As SPIFFED achieves a more balanced classification, more positive predictions are also made. In order to filter out positive interactions with low confidence, SPIFFED provides an ensemble model that can integrate the predictions from different data. The intersection of the three voting mechanisms of the ensemble model provides rich information (Figure 4 and Table S1): a high intersection between the two majority-based voting mechanisms (i.e. MA and SMA) reflects a high consistency of protein interaction information across data. We showed that protein complexes clustered from high-confidence PPIs resulted from the strictest voting mechanism (i.e. the SMA mechanism) have higher composite scores than those clustered from low-confidence PPIs resulted from the voting mechanisms with relatively lower thresholds (i.e. the MA and AA mechanisms). These results demonstrate that SPIFFED’s ensemble model can effectively select high-confidence protein interactions to improve the performance of protein complex prediction. Moreover, if the CF-MS experiments are done in different conditions, the results from different voting mechanisms allow us to compare the stability of the interactions. The PPIs appears only in SMA are the most stable ones and those appear only in AA are the least. These results demonstrate that SPIFFED’s ensemble model can effectively select the high-confidence results and improve the performance of subsequent analysis.
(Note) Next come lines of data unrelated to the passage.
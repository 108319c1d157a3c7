use serde::{Deserialize, Serialize};

use crate::configuration::DEFAULT_PLAYER_NAME;

/// Name of whoever is playing the current session.
#[derive(Debug, Clone, PartialEq, Eq)]
pub struct PlayerName(pub String);

impl Default for PlayerName {
    fn default() -> Self {
        Self(DEFAULT_PLAYER_NAME.to_string())
    }
}

/// A leaderboard entry. Steps are kept as text, which is how leaderboards
/// store them on disk.
#[derive(Debug, Clone, PartialEq, Eq, Serialize, Deserialize)]
pub struct Score {
    pub name: String,
    pub steps: String,
}

impl Score {
    pub fn new(player: &PlayerName, steps: usize) -> Self {
        Self {
            name: player.0.clone(),
            steps: steps.to_string(),
        }
    }
}
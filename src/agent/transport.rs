// Package agent provides the transport seam between the client and the network.

use anyhow::Result;
use async_trait::async_trait;
use bytes::Bytes;
use hyper::Method;

/// One HTTP request towards an agent.
#[derive(Debug, Clone)]
pub struct AgentRequest {
    pub method: Method,
    pub url: String,
    /// JSON body, if any.
    pub body: Option<Bytes>,
}

impl AgentRequest {
    pub fn get(url: String) -> Self {
        Self {
            method: Method::GET,
            url,
            body: None,
        }
    }

    pub fn post(url: String, body: Option<Bytes>) -> Self {
        Self {
            method: Method::POST,
            url,
            body,
        }
    }

    pub fn delete(url: String) -> Self {
        Self {
            method: Method::DELETE,
            url,
            body: None,
        }
    }
}

/// Raw agent reply.
#[derive(Debug, Clone)]
pub struct AgentResponse {
    pub status: u16,
    pub body: Bytes,
}

impl AgentResponse {
    pub fn new(status: u16, body: impl Into<Bytes>) -> Self {
        Self {
            status,
            body: body.into(),
        }
    }

    pub fn is_ok(&self) -> bool {
        self.status == 200
    }

    pub fn body_text(&self) -> String {
        String::from_utf8_lossy(&self.body).into_owned()
    }
}

/// Transport defines how a request reaches an agent.
///
/// An `Err` means no HTTP response was obtained; any status code, including
/// failures, comes back as `Ok`.
#[async_trait]
pub trait Transport: Send + Sync {
    async fn send(&self, request: AgentRequest) -> Result<AgentResponse>;
}
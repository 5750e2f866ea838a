pub mod agent;
pub mod app;
pub mod config;
pub mod controller;
pub mod error;
pub mod http;
pub mod liveness;
pub mod manager;
pub mod metrics;
pub mod middleware;
pub mod migration;
pub mod model;
pub mod registry;
pub mod seed;
pub mod shutdown;

#[cfg(test)]
mod tests;

#[cfg(test)]
pub use tests::support;
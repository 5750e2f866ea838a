//! Manager facade: the operations exposed over HTTP.

pub mod manager;


pub use manager::{Manager, WorkerReport};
The current version of SPIFFED’s ensemble model focuses on identifying PPIs (complexes) consistently found in CF-MS data obtained in diverse biological contexts. It is of interest to further identify differential PPIs (complexes) across different datasets. For example, we can apply SPIFFED to the comprehensive resource of CF-MS experiments across 27 eukaryotic species collected by Skinnider and Foster [35] to study the conserved and unique PPIs (complexes) in different species or clades. Since SPIFFED does not utilize any information other than CF-MS data, it can be easily extended to other species and tend to be more generalizable than methods requiring external data source [36]. In addition, without using external data that is invariant under changes, SPIFFED will be sensitive in capturing the dynamics between snapshots of protein interactome from multiple-condition data. By identifying confident protein complexes in different conditions, we can analyze how these complexes change in response to various growth conditions, including their components and function. However, mapping the corresponding complexes in different conditions is challenging, particularly when optimal matchings for all complexes are preferred. In the future, we plan to extend SPIFFED to identify differential and dynamic PPIs (complexes) across datasets. This will require the development of new algorithms and statistical analysis methods.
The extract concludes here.